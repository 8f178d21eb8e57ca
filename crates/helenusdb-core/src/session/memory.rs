use crate::{
    key::ClusteringOrder,
    session::{
        Batch, BoundStatement, COUNT_COLUMN, PagingState, PreparedStatement, ResultSet, Row,
        Session, StatementKind, StatementSpec, StorageError,
    },
    table::Table,
    value::Value,
};
use async_trait::async_trait;
use parking_lot::Mutex;
use std::{
    cmp::Reverse,
    collections::{BTreeMap, HashMap, VecDeque},
    sync::{
        Arc,
        atomic::{AtomicUsize, Ordering},
    },
};

///
/// FailurePoint
///
/// Where an injected storage failure fires.
///

#[derive(Clone, Copy, Debug, Eq, PartialEq)]
pub enum FailurePoint {
    /// The next `COUNT` probe fails as unavailable.
    Probe,
    /// The next batch submission times out without applying anything.
    Batch,
    /// The next `COUNT` query answers without a count column.
    MissingCount,
}

///
/// MemorySession
///
/// In-process storage engine. Tables must be created before use, rows are
/// kept in clustering order, conditional writes report `[applied]`, and a
/// batch is applied to a copy of the state that only replaces the live state
/// when every statement succeeded.
///

#[derive(Default)]
pub struct MemorySession {
    state: Mutex<State>,
    failures: Mutex<VecDeque<FailurePoint>>,
    prepares: AtomicUsize,
    executions: AtomicUsize,
    batches: AtomicUsize,
}

impl MemorySession {
    #[must_use]
    pub fn new() -> Self {
        Self::default()
    }

    #[must_use]
    pub fn shared() -> Arc<Self> {
        Arc::new(Self::new())
    }

    /// Queue a failure for the next operation at `point`.
    pub fn fail_next(&self, point: FailurePoint) {
        self.failures.lock().push_back(point);
    }

    /// Number of statements prepared so far.
    #[must_use]
    pub fn prepare_count(&self) -> usize {
        self.prepares.load(Ordering::Relaxed)
    }

    /// Number of single statements executed so far.
    #[must_use]
    pub fn execute_count(&self) -> usize {
        self.executions.load(Ordering::Relaxed)
    }

    /// Number of batches submitted so far, applied or not.
    #[must_use]
    pub fn batch_count(&self) -> usize {
        self.batches.load(Ordering::Relaxed)
    }

    #[must_use]
    pub fn has_table(&self, table: &Table) -> bool {
        self.state.lock().tables.contains_key(&table.qualified_name())
    }

    /// Rows currently stored in `table`.
    #[must_use]
    pub fn row_count(&self, table: &Table) -> usize {
        self.state
            .lock()
            .tables
            .get(&table.qualified_name())
            .map_or(0, |data| data.rows.len())
    }

    fn take_failure(&self, point: FailurePoint) -> bool {
        let mut failures = self.failures.lock();
        match failures.iter().position(|pending| *pending == point) {
            Some(index) => {
                failures.remove(index);
                true
            }
            None => false,
        }
    }
}

#[async_trait]
impl Session for MemorySession {
    fn prepare(&self, spec: StatementSpec) -> Result<Arc<PreparedStatement>, StorageError> {
        let key_len = spec.table.keys().len();
        if let StatementKind::ReadPrefix(prefix) = spec.kind
            && (prefix == 0 || prefix > key_len)
        {
            return Err(StorageError::Prepare(format!(
                "prefix of {prefix} columns is invalid for a key of {key_len}"
            )));
        }

        let prepared = PreparedStatement::new(spec);
        let expected = prepared.kind().param_count(key_len);
        if prepared.param_count() != expected {
            return Err(StorageError::Prepare(format!(
                "'{}' has {} markers, expected {expected}",
                prepared.text(),
                prepared.param_count()
            )));
        }

        self.prepares.fetch_add(1, Ordering::Relaxed);

        Ok(Arc::new(prepared))
    }

    async fn execute(&self, statement: &BoundStatement) -> Result<ResultSet, StorageError> {
        tokio::task::yield_now().await;
        self.executions.fetch_add(1, Ordering::Relaxed);

        if statement.kind() == StatementKind::Count {
            if self.take_failure(FailurePoint::Probe) {
                return Err(StorageError::Unavailable(
                    "not enough replicas for COUNT".to_string(),
                ));
            }
            if self.take_failure(FailurePoint::MissingCount) {
                return Ok(ResultSet::empty());
            }
        }

        self.state.lock().apply(statement)
    }

    async fn execute_batch(&self, batch: &Batch) -> Result<ResultSet, StorageError> {
        tokio::task::yield_now().await;
        self.batches.fetch_add(1, Ordering::Relaxed);

        if self.take_failure(FailurePoint::Batch) {
            return Err(StorageError::Timeout(format!(
                "{} batch of {} statements",
                batch.batch_type(),
                batch.len()
            )));
        }

        let mut live = self.state.lock();
        let mut staged = live.clone();

        for statement in batch.statements() {
            if !statement.kind().is_write() {
                return Err(StorageError::Execution(format!(
                    "batch cannot contain '{}'",
                    statement.statement().text()
                )));
            }
            if !staged.apply(statement)?.was_applied() {
                return Ok(ResultSet::applied(false));
            }
        }

        *live = staged;

        if batch.is_conditional() {
            Ok(ResultSet::applied(true))
        } else {
            Ok(ResultSet::empty())
        }
    }
}

///
/// KeyPart
///
/// Key value ordered by its component's clustering direction.
///

#[derive(Clone, Debug, Eq, Ord, PartialEq, PartialOrd)]
enum KeyPart {
    Asc(Value),
    Desc(Reverse<Value>),
}

impl KeyPart {
    fn value(&self) -> &Value {
        match self {
            Self::Asc(value) | Self::Desc(Reverse(value)) => value,
        }
    }
}

#[derive(Clone, Debug)]
struct StoredRow {
    object: Value,
    type_tag: Value,
    metadata: Value,
    created_at: Value,
    updated_at: Value,
}

impl StoredRow {
    fn project(&self) -> Row {
        Row::new()
            .with(crate::columns::OBJECT, self.object.clone())
            .with(crate::columns::TYPE, self.type_tag.clone())
            .with(crate::columns::METADATA, self.metadata.clone())
            .with(crate::columns::CREATED_AT, self.created_at.clone())
            .with(crate::columns::UPDATED_AT, self.updated_at.clone())
    }
}

#[derive(Clone, Debug)]
struct TableData {
    table: Table,
    rows: BTreeMap<Vec<KeyPart>, StoredRow>,
}

impl TableData {
    fn key(&self, values: &[Value]) -> Result<Vec<KeyPart>, StorageError> {
        let keys = self.table.keys();
        let partition = keys.partition_keys().len();
        let clustering = keys.clustering_keys();

        values
            .iter()
            .zip(keys.components())
            .enumerate()
            .map(|(i, (value, component))| {
                if value.is_null() {
                    return Err(StorageError::Execution(format!(
                        "invalid null value for key column '{}'",
                        component.column()
                    )));
                }

                let descending = i
                    .checked_sub(partition)
                    .and_then(|c| clustering.get(c))
                    .is_some_and(|c| c.order() == ClusteringOrder::Descending);

                Ok(if descending {
                    KeyPart::Desc(Reverse(value.clone()))
                } else {
                    KeyPart::Asc(value.clone())
                })
            })
            .collect()
    }
}

#[derive(Clone, Debug, Default)]
struct State {
    tables: HashMap<String, TableData>,
}

impl State {
    fn apply(&mut self, statement: &BoundStatement) -> Result<ResultSet, StorageError> {
        let prepared = statement.statement();
        let name = prepared.table().qualified_name();
        let values = statement.values();

        match prepared.kind() {
            StatementKind::CreateTable => {
                self.tables.entry(name).or_insert_with(|| TableData {
                    table: prepared.table().clone(),
                    rows: BTreeMap::new(),
                });
                return Ok(ResultSet::empty());
            }
            StatementKind::DropTable => {
                self.tables.remove(&name);
                return Ok(ResultSet::empty());
            }
            _ => {}
        }

        let data = self
            .tables
            .get_mut(&name)
            .ok_or_else(|| StorageError::Execution(format!("unconfigured table {name}")))?;
        let key_len = data.table.keys().len();
        let expected = prepared.kind().param_count(key_len);
        if values.len() != expected {
            return Err(StorageError::Bind {
                expected,
                found: values.len(),
            });
        }

        match prepared.kind() {
            StatementKind::Insert { conditional } => {
                let key = data.key(&values[..key_len])?;
                if conditional && data.rows.contains_key(&key) {
                    return Ok(ResultSet::applied(false));
                }

                let fields = &values[key_len..];
                data.rows.insert(
                    key,
                    StoredRow {
                        object: fields[0].clone(),
                        type_tag: fields[1].clone(),
                        metadata: fields[2].clone(),
                        created_at: fields[3].clone(),
                        updated_at: fields[4].clone(),
                    },
                );

                Ok(write_result(conditional, true))
            }

            StatementKind::Update { conditional } => {
                let key = data.key(&values[UPDATE_FIELDS..])?;
                if conditional && !data.rows.contains_key(&key) {
                    return Ok(ResultSet::applied(false));
                }

                let row = data.rows.entry(key).or_insert_with(|| StoredRow {
                    object: Value::Null,
                    type_tag: Value::Null,
                    metadata: Value::Null,
                    created_at: Value::Null,
                    updated_at: Value::Null,
                });
                row.object = values[0].clone();
                row.type_tag = values[1].clone();
                row.metadata = values[2].clone();
                row.updated_at = values[3].clone();

                Ok(write_result(conditional, true))
            }

            StatementKind::Delete { conditional } => {
                let key = data.key(values)?;
                let removed = data.rows.remove(&key).is_some();

                Ok(write_result(conditional, removed))
            }

            StatementKind::Count => {
                let key = data.key(values)?;
                let count = i64::from(data.rows.contains_key(&key));

                Ok(ResultSet::new(vec![Row::new().with(COUNT_COLUMN, count)]))
            }

            StatementKind::Read => {
                let key = data.key(values)?;
                let rows = data.rows.get(&key).map(StoredRow::project);

                Ok(ResultSet::new(rows.into_iter().collect()))
            }

            StatementKind::ReadPrefix(_) => {
                let offset = page_offset(statement.paging_state())?;
                let mut rows = data
                    .rows
                    .iter()
                    .filter(|(key, _)| {
                        key.iter()
                            .map(KeyPart::value)
                            .zip(values)
                            .all(|(stored, wanted)| stored == wanted)
                    })
                    .skip(offset)
                    .map(|(_, row)| row.project());

                let Some(size) = statement.fetch_size().filter(|size| *size > 0) else {
                    return Ok(ResultSet::new(rows.collect()));
                };

                let page = rows.by_ref().take(size).collect();
                let result = ResultSet::new(page);
                if rows.next().is_none() {
                    return Ok(result);
                }

                Ok(result.with_paging_state(next_page(offset + size)?))
            }

            StatementKind::CreateTable | StatementKind::DropTable => Ok(ResultSet::empty()),
        }
    }
}

// Paging states are the big-endian row offset into the matching rows.
fn page_offset(state: Option<&PagingState>) -> Result<usize, StorageError> {
    let Some(state) = state else {
        return Ok(0);
    };
    let bytes: [u8; 8] = state
        .as_bytes()
        .try_into()
        .map_err(|_| StorageError::Execution("malformed paging state".to_string()))?;

    usize::try_from(u64::from_be_bytes(bytes))
        .map_err(|_| StorageError::Execution("paging state out of range".to_string()))
}

fn next_page(offset: usize) -> Result<PagingState, StorageError> {
    let offset = u64::try_from(offset)
        .map_err(|_| StorageError::Execution("paging state out of range".to_string()))?;

    Ok(PagingState::new(offset.to_be_bytes().to_vec()))
}

// Leading SET values of an update: object, type, metadata, updated_at.
const UPDATE_FIELDS: usize = 4;

fn write_result(conditional: bool, applied: bool) -> ResultSet {
    if conditional {
        ResultSet::applied(applied)
    } else {
        ResultSet::empty()
    }
}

▸ **Task prompt**: Find each line holding the string "true" in the listing above, then copy it.

▸ **Solution to this exercise**:
                true
            Ok(ResultSet::applied(true))
                Ok(write_result(conditional, true))
                Ok(write_result(conditional, true))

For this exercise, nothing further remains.